Huawei Cloud CCE Metric analysis skill using Python SDK dispatcher. Use this skill when the user wants to: (1) query Pod/Node CPU/memory/disk metrics, (2) ge...
SKILL.md

---
id: huawei-cloud-cce-metric-analyzer
name: huawei-cloud-cce-metric-analyzer
description: |
  Huawei Cloud CCE Metric analysis skill using Python SDK dispatcher.
  Use this skill when the user wants to: (1) query Pod/Node CPU/memory/disk metrics, (2) get resource usage TopN rankings, (3) query ECS/ELB/EIP/NAT cloud resource metrics, (4) aggregate cluster monitoring data with anomaly detection, (5) detect threshold-based resource anomalies.
  Trigger: user mentions "metric analysis", "指标分析", "CCE metrics", "CCE 指标", "AOM metrics", "AOM 指标", "resource metrics", "资源指标", "CPU usage", "CPU 使用率", "memory usage", "内存使用率", "performance monitoring", "性能监控", "TopN", "resource ranking", "资源排名"
tags: [cce, metrics, aom, observability, analysis]
---

# Huawei Cloud CCE Metric Analyzer

## Overview

Query and analyze metrics for CCE clusters (Pod/Node CPU/memory/disk) and cloud resources (ECS, ELB, EIP, NAT). Supports threshold-based anomaly detection, status classification (critical/warning/normal), and full-cluster monitoring aggregation.

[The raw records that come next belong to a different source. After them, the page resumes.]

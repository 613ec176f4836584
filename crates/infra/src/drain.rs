//! Per-consumer outbox drain.
//!
//! For each registered consumer the dispatcher fetches the records it has not
//! yet marked, in id order, and hands them to the consumer one at a time.
//! Every record gets its own transaction: the consumer's effect and its
//! processed mark commit together or not at all.
//!
//! ## Failures
//!
//! A failing record is rolled back, its attempt counter is bumped, and the
//! drain of **that consumer** stops so later records are not applied ahead
//! of it. Other consumers are unaffected. The next drain retries it.
//!
//! With `max_attempts` configured, a record that has failed that many times
//! is marked dead-lettered for its consumer and the drain moves past it.
//! Without it (the default) retry is unbounded.

use std::collections::BTreeMap;
use std::sync::{Arc, Mutex};

use serde::Serialize;
use tracing::{debug, error, info, instrument, warn};

use civitas_auth::SystemActor;
use civitas_events::{BusError, CommitNotice, EventBus, OutboxId, OutboxRecord, ProcessOutcome};

use crate::config::DrainConfig;
use crate::datastore::DataStore;
use crate::error::{DrainError, PolicyError};
use crate::policy::{Policy, PolicyContext, Projection};

/// Outcome of one drain pass over one consumer.
#[derive(Debug, Clone, PartialEq, Eq, Serialize)]
pub struct DrainReport {
    pub consumer: &'static str,
    pub applied: usize,
    pub failed: usize,
    pub dead_lettered: usize,
    /// Record the consumer is stuck on, if the pass stopped at a failure.
    pub blocked_at: Option<OutboxId>,
    pub last_error: Option<String>,
}

impl DrainReport {
    fn new(consumer: &'static str) -> Self {
        Self {
            consumer,
            applied: 0,
            failed: 0,
            dead_lettered: 0,
            blocked_at: None,
            last_error: None,
        }
    }

    /// Records this pass moved past (applied or dead-lettered).
    pub fn progressed(&self) -> usize {
        self.applied + self.dead_lettered
    }
}

enum ConsumerKind {
    Policy,
    Projection { tables: &'static [&'static str] },
}

struct Consumer {
    policy: Arc<dyn Policy>,
    kind: ConsumerKind,
    system: SystemActor,
    /// Serializes drains of this consumer within the process.
    lock: Mutex<()>,
}

pub struct Dispatcher {
    store: Arc<dyn DataStore>,
    config: DrainConfig,
    consumers: BTreeMap<&'static str, Consumer>,
    order: Vec<&'static str>,
    notices: Option<Arc<dyn EventBus<CommitNotice, Error = BusError>>>,
}

impl Dispatcher {
    pub fn new(store: Arc<dyn DataStore>, config: DrainConfig) -> Self {
        Self {
            store,
            config,
            consumers: BTreeMap::new(),
            order: Vec::new(),
            notices: None,
        }
    }

    /// Announce events appended by policies so other workers wake up.
    pub fn with_notices(mut self, bus: Arc<dyn EventBus<CommitNotice, Error = BusError>>) -> Self {
        self.notices = Some(bus);
        self
    }

    pub fn config(&self) -> &DrainConfig {
        &self.config
    }

    pub fn register_policy(&mut self, policy: Arc<dyn Policy>) -> Result<(), DrainError> {
        self.insert(policy, ConsumerKind::Policy)
    }

    pub fn register_projection<P: Projection + 'static>(&mut self, projection: Arc<P>) -> Result<(), DrainError> {
        let tables = projection.tables();
        self.insert(projection, ConsumerKind::Projection { tables })
    }

    fn insert(&mut self, policy: Arc<dyn Policy>, kind: ConsumerKind) -> Result<(), DrainError> {
        let name = policy.name();
        if self.consumers.contains_key(name) {
            return Err(DrainError::DuplicateConsumer(name.to_string()));
        }
        self.consumers.insert(
            name,
            Consumer {
                policy,
                kind,
                system: SystemActor::for_policy(name),
                lock: Mutex::new(()),
            },
        );
        self.order.push(name);
        Ok(())
    }

    /// Consumer names in registration order.
    pub fn consumer_names(&self) -> &[&'static str] {
        &self.order
    }

    /// Drain one consumer until it runs out of records or hits a failure.
    pub fn drain(&self, consumer: &str) -> Result<DrainReport, DrainError> {
        let slot = self.consumer(consumer)?;
        let _guard = slot
            .lock
            .lock()
            .map_err(|_| DrainError::Poisoned(consumer.to_string()))?;
        self.drain_locked(slot)
    }

    /// Drain every consumer once, in registration order.
    ///
    /// A consumer that fails (or whose drain errors) does not stop the others.
    pub fn drain_all(&self) -> Vec<Result<DrainReport, DrainError>> {
        self.order.iter().map(|name| self.drain(name)).collect()
    }

    /// Repeat [`Dispatcher::drain_all`] until a pass makes no progress, so
    /// events emitted by policies are consumed too. Returns records applied.
    pub fn settle(&self, max_rounds: usize) -> Result<usize, DrainError> {
        let mut total = 0;
        for _ in 0..max_rounds {
            let mut progressed = 0;
            for report in self.drain_all() {
                progressed += report?.progressed();
            }
            if progressed == 0 {
                break;
            }
            total += progressed;
        }
        Ok(total)
    }

    /// Discard a projection's state and marks, then redrain from the first record.
    #[instrument(skip(self), err)]
    pub fn rebuild(&self, projection: &str) -> Result<DrainReport, DrainError> {
        let slot = self.consumer(projection)?;
        let ConsumerKind::Projection { tables } = slot.kind else {
            return Err(DrainError::NotAProjection(projection.to_string()));
        };
        let _guard = slot
            .lock
            .lock()
            .map_err(|_| DrainError::Poisoned(projection.to_string()))?;

        let mut tx = self.store.begin()?;
        for table in tables {
            tx.truncate(table)?;
        }
        tx.reset_consumer(slot.policy.name())?;
        tx.commit()?;
        info!(projection, tables = tables.len(), "projection reset; redraining");

        self.drain_locked(slot)
    }

    fn consumer(&self, name: &str) -> Result<&Consumer, DrainError> {
        self.consumers
            .get(name)
            .ok_or_else(|| DrainError::UnknownConsumer(name.to_string()))
    }

    fn drain_locked(&self, slot: &Consumer) -> Result<DrainReport, DrainError> {
        let name = slot.policy.name();
        let inputs = slot.policy.inputs();
        let batch_size = self.config.batch_size.max(1);
        let mut report = DrainReport::new(name);

        loop {
            let batch = self.store.fetch_unprocessed(name, inputs, batch_size)?;
            let exhausted = batch.len() < batch_size;

            for record in &batch {
                match self.apply(slot, record) {
                    Ok(()) => {
                        debug!(consumer = name, outbox_id = %record.id, event = record.name(), "applied");
                        report.applied += 1;
                    }
                    Err(err) => {
                        report.failed += 1;
                        report.last_error = Some(err.to_string());
                        let attempts = self.store.record_failure(name, record.id, &err.to_string())?;

                        if self.config.max_attempts.is_some_and(|max| attempts >= max) {
                            self.dead_letter(name, record)?;
                            error!(
                                consumer = name,
                                outbox_id = %record.id,
                                event = record.name(),
                                attempts,
                                error = %err,
                                "record dead-lettered"
                            );
                            report.dead_lettered += 1;
                            continue;
                        }

                        warn!(
                            consumer = name,
                            outbox_id = %record.id,
                            event = record.name(),
                            attempts,
                            error = %err,
                            "policy failed; record left unprocessed"
                        );
                        report.blocked_at = Some(record.id);
                        return Ok(report);
                    }
                }
            }

            if exhausted {
                return Ok(report);
            }
        }
    }

    fn apply(&self, slot: &Consumer, record: &OutboxRecord) -> Result<(), PolicyError> {
        let mut tx = self.store.begin()?;
        let handled = {
            let mut ctx = PolicyContext::new(&mut *tx, &slot.system, record.id);
            slot.policy.handle(&mut ctx, record)
        };
        if let Err(err) = handled {
            if let Err(rollback_err) = tx.rollback() {
                warn!(consumer = slot.policy.name(), error = %rollback_err, "rollback failed");
            }
            return Err(err);
        }

        tx.mark_processed(slot.policy.name(), record.id, ProcessOutcome::Applied)?;
        let outbox_ids = tx.commit()?;

        if let (Some(bus), false) = (&self.notices, outbox_ids.is_empty()) {
            let notice = CommitNotice {
                source: slot.policy.name(),
                outbox_ids,
            };
            if let Err(err) = bus.publish(notice) {
                warn!(consumer = slot.policy.name(), error = ?err, "failed to publish commit notice");
            }
        }
        Ok(())
    }

    fn dead_letter(&self, consumer: &str, record: &OutboxRecord) -> Result<(), DrainError> {
        let mut tx = self.store.begin()?;
        tx.mark_processed(consumer, record.id, ProcessOutcome::DeadLettered)?;
        tx.commit()?;
        Ok(())
    }
}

**Architecture**: `python3 scripts/huawei-cloud.py` dispatcher → Huawei Cloud Python SDK + AOM Prometheus → Pod/Node metrics, ECS/ELB/EIP/NAT metrics → Threshold classification → Anomaly detection

**Related Skills**:
- `huawei-cloud-cce-pod-failure-diagnoser` - Pod CrashLoopBackOff, OOMKilled, restart storms
- `huawei-cloud-cce-node-failure-diagnoser` - Node health, resource pressure diagnosis
- `huawei-cloud-cce-kubernetes-event-analyzer` - Warning events, failure patterns
- `huawei-cloud-cce-capacity-trend-forecaster` - Capacity planning and trend forecasting
- `huawei-cloud-cce-cost-optimization-advisor` - Resource cost optimization
- `huawei-cloud-cce-auto-remediation-runner` - Remediation actions (scale, resize, drain)

**Capabilities**:
- Pod CPU/memory TopN ranking and single Pod time-series metrics
- Node CPU/memory/disk TopN ranking and single Node time-series metrics
- ECS instance CPU/memory/disk/network metrics
- ELB connection, bandwidth, QPS metrics
- EIP bandwidth, traffic, packet loss metrics
- NAT Gateway SNAT connection metrics
- Full-cluster monitoring aggregation with anomaly detection (80% threshold)
- Threshold-based status classification (critical/warning/normal/unknown)

**Typical Use Cases**:

- "Show Pods with the highest CPU usage in my cluster"
- "Get Node memory usage ranking"
- "Check ECS instance resource metrics"
- "What is the ELB QPS for my load balancer?"
- "Show EIP bandwidth usage"
- "Aggregate all monitoring data for the cluster"
- "Which resources have exceeded critical thresholds?"
- "Detect resource anomalies in the last hour"

## Prerequisites

### 1. Python Dependencies

- Python 3.8+ with `huaweicloudsdkcce`, `huaweicloudsdkcore`, `huaweicloudsdkaom`, `huaweicloudsdkces` packages
- Run environment check before first use (see Verification section)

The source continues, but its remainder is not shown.